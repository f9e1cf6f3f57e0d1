//! Signal handling for graceful shutdown

use tracing::{debug, error};

/// Resolves on Ctrl+C, Ctrl+Break or SIGTERM, whichever the platform offers
pub struct ShutdownSignal;

impl ShutdownSignal {
    /// Create a new shutdown signal handler
    pub fn new() -> Self {
        Self
    }

    /// Wait for a shutdown signal
    pub async fn wait(&self) {
        #[cfg(unix)]
        {
            use tokio::signal::unix::{signal, SignalKind};

            let mut sigterm = match signal(SignalKind::terminate()) {
                Ok(sigterm) => sigterm,
                Err(e) => {
                    error!(error = %e, "failed to register SIGTERM handler");
                    return ctrl_c().await;
                }
            };

            tokio::select! {
                _ = sigterm.recv() => debug!("received SIGTERM"),
                _ = ctrl_c() => {}
            }
        }

        #[cfg(windows)]
        {
            let mut ctrl_break = match tokio::signal::windows::ctrl_break() {
                Ok(ctrl_break) => ctrl_break,
                Err(e) => {
                    error!(error = %e, "failed to register Ctrl+Break handler");
                    return ctrl_c().await;
                }
            };

            tokio::select! {
                _ = ctrl_break.recv() => debug!("received Ctrl+Break"),
                _ = ctrl_c() => {}
            }
        }
    }
}

impl Default for ShutdownSignal {
    fn default() -> Self {
        Self::new()
    }
}

async fn ctrl_c() {
    match tokio::signal::ctrl_c().await {
        Ok(()) => debug!("received Ctrl+C"),
        Err(e) => {
            // never resolve rather than shut down spuriously
            error!(error = %e, "failed to listen for Ctrl+C");
            std::future::pending::<()>().await;
        }
    }
}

=======

[EXERCISE]: Give every record again, exactly as it reads.

[EXERCISE RESPONSE]:
repository f9e1cf6f3f57e0d1
//! Signal handling for graceful shutdown

use tracing::{debug, error};

/// Resolves on Ctrl+C, Ctrl+Break or SIGTERM, whichever the platform offers
pub struct ShutdownSignal;

impl ShutdownSignal {
    /// Create a new shutdown signal handler
    pub fn new() -> Self {
        Self
    }

    /// Wait for a shutdown signal
    pub async fn wait(&self) {
        #[cfg(unix)]
        {
            use tokio::signal::unix::{signal, SignalKind};

            let mut sigterm = match signal(SignalKind::terminate()) {
                Ok(sigterm) => sigterm,
                Err(e) => {
                    error!(error = %e, "failed to register SIGTERM handler");
                    return ctrl_c().await;
                }
            };

            tokio::select! {
                _ = sigterm.recv() => debug!("received SIGTERM"),
                _ = ctrl_c() => {}
            }
        }

        #[cfg(windows)]
        {
            let mut ctrl_break = match tokio::signal::windows::ctrl_break() {
                Ok(ctrl_break) => ctrl_break,
                Err(e) => {
                    error!(error = %e, "failed to register Ctrl+Break handler");
                    return ctrl_c().await;
                }
            };

            tokio::select! {
                _ = ctrl_break.recv() => debug!("received Ctrl+Break"),
                _ = ctrl_c() => {}
            }
        }
    }
}

impl Default for ShutdownSignal {
    fn default() -> Self {
        Self::new()
    }
}

async fn ctrl_c() {
    match tokio::signal::ctrl_c().await {
        Ok(()) => debug!("received Ctrl+C"),
        Err(e) => {
            // never resolve rather than shut down spuriously
            error!(error = %e, "failed to listen for Ctrl+C");
            std::future::pending::<()>().await;
        }
    }
}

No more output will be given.